It took me 2 days to finally see that her feet were different, they didn't fit into sleepers like my boys did, and when I would change her diaper her little feet would go right up into her bum and girl parts making it a challange. 2 days to start to think and question how she would walk on those feet, or how would someone fix feet so special like hers. Once I got home I started researching it, trying to understand what exactly we were going to be facing. I had figured some physiotherapy, maybe some surgery and everything would be great. I was horrified to realize that my daughter, the beuatiful little girl would have a 4+ year medical journey ahead of her. She would need weeks of casts, a surgery and then a bar between her legs...all the pictures of cute little clubfoot kids wearing the boots and bars made me cry, and to be honest go into a panic attack. It looked like a torture device and the thought of everything my little girl would have to go through became too unbearable to me, it hurt my heart so much I felt like I was going to shatter into a million pieces. I couldn't breath and a million questions starting flooding through my head all at once.
My brain starting firing questions at me like crazy; will she be able to walk, can she still be active and do sports if she wants, how would I pay for all this, where can I find a doctor, will she be in pain, what will people say when they see her in cast, will people stare, how do you change a diaper with casts, what about with those bars, what will she wear, will she fit in her carseat....it really just went on and on and on.
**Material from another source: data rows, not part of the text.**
use crate::compositor::{BufferCompositor, CompositeStats};
use crate::device::GraphicsDevice;
use crate::material::MaterialResolver;
use crate::plan::CanvasView;
use crate::pool::BufferPool;
use crate::raycast::{RaycastTarget, RaycastValidator};

/// Soft masking for one UI context.
#[derive(Debug)]
pub struct SoftMaskSystem {
    settings: SoftMaskSettings,
    store: MaskStore,
    shapes: ShapeRegistry,
    depths: StencilDepthResolver,
    pool: BufferPool,
    compositor: BufferCompositor,
    materials: MaterialResolver,
    raycast: RaycastValidator,
    changes: MaskChanges,
    view: CanvasView,
    frame_index: u64,
    hierarchy_changed: bool,
    stale_materials: Vec<ElementId>,
}

impl Default for SoftMaskSystem {
    fn default() -> Self {
        Self::new(SoftMaskSettings::new())
    }
}

impl SoftMaskSystem {
    /// Creates an empty system.
    #[must_use]
    pub fn new(settings: SoftMaskSettings) -> Self {
        Self {
            settings,
            store: MaskStore::new(),
            shapes: ShapeRegistry::new(),
            depths: StencilDepthResolver::new(),
            pool: BufferPool::new(),
            compositor: BufferCompositor::new(),
            materials: MaterialResolver::new(),
            raycast: RaycastValidator::new(),
            changes: MaskChanges::default(),
            view: CanvasView::overlay(Size::ZERO),
            frame_index: 0,
            hierarchy_changed: false,
            stale_materials: Vec::new(),
        }
    }

    /// The global settings.
    #[must_use]
    pub fn settings(&self) -> &SoftMaskSettings {
        &self.settings
    }

    /// Replaces the global settings. Elements pick up the change the next
    /// time their material is resolved.
    pub fn set_settings(&mut self, settings: SoftMaskSettings) {
        self.settings = settings;
    }

    /// A mask configuration carrying the default down-sampling rate.
    #[must_use]
    pub fn default_mask_config(&self) -> MaskConfig {
        MaskConfig {
            down_sampling: self.settings.default_down_sampling,
            ..MaskConfig::default()
        }
    }

    /// The mask tree.
    #[must_use]
    pub fn store(&self) -> &MaskStore {
        &self.store
    }

    /// The mask tree, for property updates (bounds, softness, mode, ...).
    pub fn store_mut(&mut self) -> &mut MaskStore {
        &mut self.store
    }

    /// The shape registry.
    #[must_use]
    pub fn shapes(&self) -> &ShapeRegistry {
        &self.shapes
    }

    /// The derived material cache.
    #[must_use]
    pub fn materials(&self) -> &MaterialResolver {
        &self.materials
    }

    /// The buffer pool.
    #[must_use]
    pub fn pool(&self) -> &BufferPool {
        &self.pool
    }

    /// Mask graphics whose anti-aliasing threshold changed since their
    /// material was resolved, as of the last
    /// [`on_before_rebuild`](Self::on_before_rebuild). The host runs the
    /// material hook for each of them again.
    #[must_use]
    pub fn stale_materials(&self) -> &[ElementId] {
        &self.stale_materials
    }

    /// Number of [`on_before_rebuild`](Self::on_before_rebuild) calls so far.
    #[must_use]
    pub fn frame_index(&self) -> u64 {
        self.frame_index
    }

    // -- Masks and shapes --

    /// Creates a mask node for `element`, enabling it right away when the
    /// element is active.
    pub fn add_mask<H: Hierarchy + ?Sized>(
        &mut self,
        hierarchy: &H,
        element: ElementId,
        config: MaskConfig,
    ) -> MaskId {
        let id = self.store.create_mask(element, config);
        if hierarchy.is_active(element) {
            self.store.enable(id, hierarchy);
        }
        self.hierarchy_changed = true;
        id
    }

    /// Destroys a mask node. Its shapes stay registered and are re-homed at
    /// the next [`on_before_rebuild`](Self::on_before_rebuild).
    pub fn remove_mask(&mut self, id: MaskId) {
        let _ = self.shapes.detach_all(id);
        self.store.destroy_mask(id);
        self.hierarchy_changed = true;
    }

    /// Enables a mask node (its element became active).
    pub fn enable_mask<H: Hierarchy + ?Sized>(&mut self, hierarchy: &H, id: MaskId) {
        self.store.enable(id, hierarchy);
        self.hierarchy_changed = true;
    }

    /// Disables a mask node (its element became inactive).
    pub fn disable_mask(&mut self, id: MaskId) {
        self.store.disable(id);
        self.hierarchy_changed = true;
    }

    /// Registers a masking shape with the nearest enabled mask above its
    /// element.
    pub fn add_shape<H: Hierarchy + ?Sized>(
        &mut self,
        hierarchy: &H,
        shape: MaskingShape,
    ) -> ShapeId {
        let owner = self.owner_for(hierarchy, shape.element);
        let id = self.shapes.register(owner, shape);
        if let Some(owner) = owner {
            self.shapes.sort(owner, hierarchy);
            self.store.mark_shapes_changed(owner);
        }
        id
    }

    /// Unregisters a shape, returning its data.
    pub fn remove_shape(&mut self, id: ShapeId) -> Option<MaskingShape> {
        let (owner, shape) = self.shapes.unregister(id)?;
        self.mark_shapes_changed(owner);
        Some(shape)
    }

    /// Edits a shape in place and schedules its mask for recompositing.
    /// Returns `false` for a stale handle.
    pub fn update_shape(&mut self, id: ShapeId, edit: impl FnOnce(&mut MaskingShape)) -> bool {
        let Some(shape) = self.shapes.get_mut(id) else {
            return false;
        };
        edit(shape);
        self.mark_shapes_changed(self.shapes.owner(id));
        true
    }

    /// Records that the host re-parented, activated or deactivated elements,
    /// or toggled a mask component.
    pub fn notify_hierarchy_changed(&mut self) {
        self.hierarchy_changed = true;
    }

    // -- Frame callbacks --

    /// Runs before the host rebuilds meshes.
    ///
    /// Drops last frame's caches, re-derives the tree after a hierarchy
    /// change, and folds pending changes into the per-node dirty flags.
    /// Anti-aliased graphics whose threshold moved are listed in
    /// [`stale_materials`](Self::stale_materials).
    pub fn on_before_rebuild<H: Hierarchy + ?Sized>(
        &mut self,
        hierarchy: &H,
        tracer: &mut Tracer<'_>,
    ) {
        self.frame_index += 1;
        let frame_index = self.frame_index;
        tracer.phase_begin(&PhaseBeginEvent {
            frame_index,
            phase: PhaseKind::BeforeRebuild,
        });

        self.depths.invalidate_frame();
        self.raycast.invalidate_frame();

        let hierarchy_changed = core::mem::take(&mut self.hierarchy_changed);
        if hierarchy_changed {
            self.depths.on_hierarchy_changed();
            let _ = self.store.refresh_parents(hierarchy);
            self.reassign_shapes(hierarchy);
        }
        self.store.collect_dirty_into(&mut self.changes);
        self.stale_materials = self.materials.stale_alpha_clips(&self.store);
        if hierarchy_changed || self.changes.topology_changed {
            self.refresh_base_depths(hierarchy);
            for id in self.store.ids() {
                self.shapes.sort(id, hierarchy);
            }
        }

        #[cfg(feature = "trace-rich")]
        {
            let dirty: Vec<MaskId> = self
                .store
                .ids()
                .into_iter()
                .filter(|&id| self.store.is_dirty(id))
                .collect();
            tracer.dirty_masks(frame_index, &dirty);
        }

        tracer.phase_end(&PhaseEndEvent {
            frame_index,
            phase: PhaseKind::BeforeRebuild,
        });
    }

    /// Runs after the host rebuilt meshes: handles viewport resizes and
    /// composites every dirty root.
    pub fn on_after_rebuild<D: GraphicsDevice + ?Sized>(
        &mut self,
        device: &mut D,
        view: CanvasView,
        tracer: &mut Tracer<'_>,
    ) -> CompositeStats {
        let frame_index = self.frame_index;
        tracer.phase_begin(&PhaseBeginEvent {
            frame_index,
            phase: PhaseKind::AfterRebuild,
        });

        self.view = view;
        let destroyed =
            self.compositor
                .handle_resize(&view, &mut self.store, &mut self.pool, device, tracer);
        if !destroyed.is_empty() {
            self.materials.retire_buffers(&destroyed, tracer);
        }

        let stats = if self.settings.enabled {
            self.compositor.composite_dirty_roots(
                &mut self.store,
                &self.shapes,
                &mut self.pool,
                device,
                &view,
                tracer,
                frame_index,
            )
        } else {
            for buffer in self.store.take_released_buffers() {
                self.pool.release(buffer, tracer);
            }
            CompositeStats::default()
        };

        let trimmed = self.pool.trim(device, tracer);
        if !trimmed.is_empty() {
            self.materials.retire_buffers(&trimmed, tracer);
        }

        tracer.phase_end(&PhaseEndEvent {
            frame_index,
            phase: PhaseKind::AfterRebuild,
        });
        stats
    }

    // -- Per-element hooks --

    /// Mesh hook for mask and shape graphics.
    ///
    /// Captures the vertices for compositing. When the graphic is configured
    /// hidden, `vertices` is cleared so the host draws nothing for it. Other
    /// elements are left untouched.
    pub fn modify_mesh(&mut self, element: ElementId, vertices: &mut Vec<Vertex>) {
        if let Some(id) = self.store.find(element) {
            self.store.set_mesh(id, vertices);
            if !self.store.config(id).show_graphic {
                vertices.clear();
            }
            return;
        }
        let Some(id) = self.shapes.find(element) else {
            return;
        };
        let Some(shape) = self.shapes.get_mut(id) else {
            return;
        };
        shape.set_mesh(vertices);
        let hide = !shape.show_source_graphic;
        self.mark_shapes_changed(self.shapes.owner(id));
        if hide {
            vertices.clear();
        }
    }

    /// Reports the world transform of a mask graphic. Returns whether the
    /// move exceeded the transform sensitivity and scheduled a recomposite.
    pub fn set_world_transform(&mut self, element: ElementId, transform: Affine) -> bool {
        let Some(id) = self.store.find(element) else {
            return false;
        };
        let threshold = self.settings.transform_sensitivity.threshold();
        self.store.set_world_transform(id, transform, threshold)
    }

    /// Material hook: returns the material `element` should draw with.
    pub fn modify_material<H: Hierarchy + ?Sized, D: GraphicsDevice + ?Sized>(
        &mut self,
        hierarchy: &H,
        device: &mut D,
        tracer: &mut Tracer<'_>,
        element: ElementId,
        base: MaterialId,
    ) -> MaterialId {
        self.materials.resolve(
            &self.settings,
            hierarchy,
            &self.store,
            &mut self.depths,
            device,
            tracer,
            element,
            base,
        )
    }

    /// Raycast hook: returns whether a hit at `point` on `target` is valid,
    /// using the canvas view of the last [`on_after_rebuild`](Self::on_after_rebuild).
    pub fn is_raycast_valid<H: Hierarchy + ?Sized, D: GraphicsDevice + ?Sized>(
        &mut self,
        hierarchy: &H,
        device: &D,
        target: RaycastTarget,
        point: Point,
    ) -> bool {
        self.raycast.is_valid(
            &self.settings,
            hierarchy,
            &self.store,
            &self.shapes,
            device,
            &self.view,
            target,
            point,
        )
    }

    /// Drops the derived material held by `element`. Call when the element is
    /// destroyed or stops drawing.
    pub fn release_element<D: GraphicsDevice + ?Sized>(
        &mut self,
        device: &mut D,
        tracer: &mut Tracer<'_>,
        element: ElementId,
    ) {
        self.materials.release_element(element, device, tracer);
    }

    /// Destroys every material and buffer and forgets all masks and shapes.
    pub fn teardown<D: GraphicsDevice + ?Sized>(
        &mut self,
        device: &mut D,
        tracer: &mut Tracer<'_>,
    ) {
        self.materials.clear(device, tracer);
        let _ = self.pool.invalidate_all(device, tracer);
        self.store = MaskStore::new();
        self.shapes.clear();
        self.depths.invalidate_frame();
        self.raycast.invalidate_frame();
        self.compositor = BufferCompositor::new();
        self.changes.clear();
        self.hierarchy_changed = false;
        self.stale_materials.clear();
    }

    // -- Internals --

    fn owner_for<H: Hierarchy + ?Sized>(
        &self,
        hierarchy: &H,
        element: ElementId,
    ) -> Option<MaskId> {
        ancestors(hierarchy, element, false)
            .find_map(|e| self.store.find(e).filter(|&m| self.store.is_enabled(m)))
    }

    fn mark_shapes_changed(&mut self, owner: Option<MaskId>) {
        if let Some(owner) = owner.filter(|&o| self.store.is_alive(o)) {
            self.store.mark_shapes_changed(owner);
        }
    }

    fn reassign_shapes<H: Hierarchy + ?Sized>(&mut self, hierarchy: &H) {
        for id in self.shapes.ids() {
            let Some(element) = self.shapes.get(id).map(|s| s.element) else {
                continue;
            };
            let owner = self.owner_for(hierarchy, element);
            let previous = self.shapes.reassign(id, owner);
            if previous != owner {
                self.mark_shapes_changed(previous);
                self.mark_shapes_changed(owner);
            }
        }
    }

    fn refresh_base_depths<H: Hierarchy + ?Sized>(&mut self, hierarchy: &H) {
        for root in self.store.roots() {
            let element = self.store.element(root);
            let depth = self.depths.resolve(hierarchy, element, false).depth;
            self.store
                .set_base_depth(root, u8::try_from(depth).unwrap_or(u8::MAX));
        }
    }
}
I was so overwhelmed I think I cried on and off for 2 days. I didn't want to be by myself, I was afraid of the silence it gave me a chance to think, and to totally break down. I really felt broken, I felt like I did something wrong that caused my daughter to have so many struggles she did not deserve. I wanted so badly to go to bed and wake up still pregnant with a little baby with feet just like my sons, a baby who wouldn't have to overcome anything so young. Then I would feel guilty and angry for feeling that way, she was perfect! I went back and fourth like this for 2 days crying.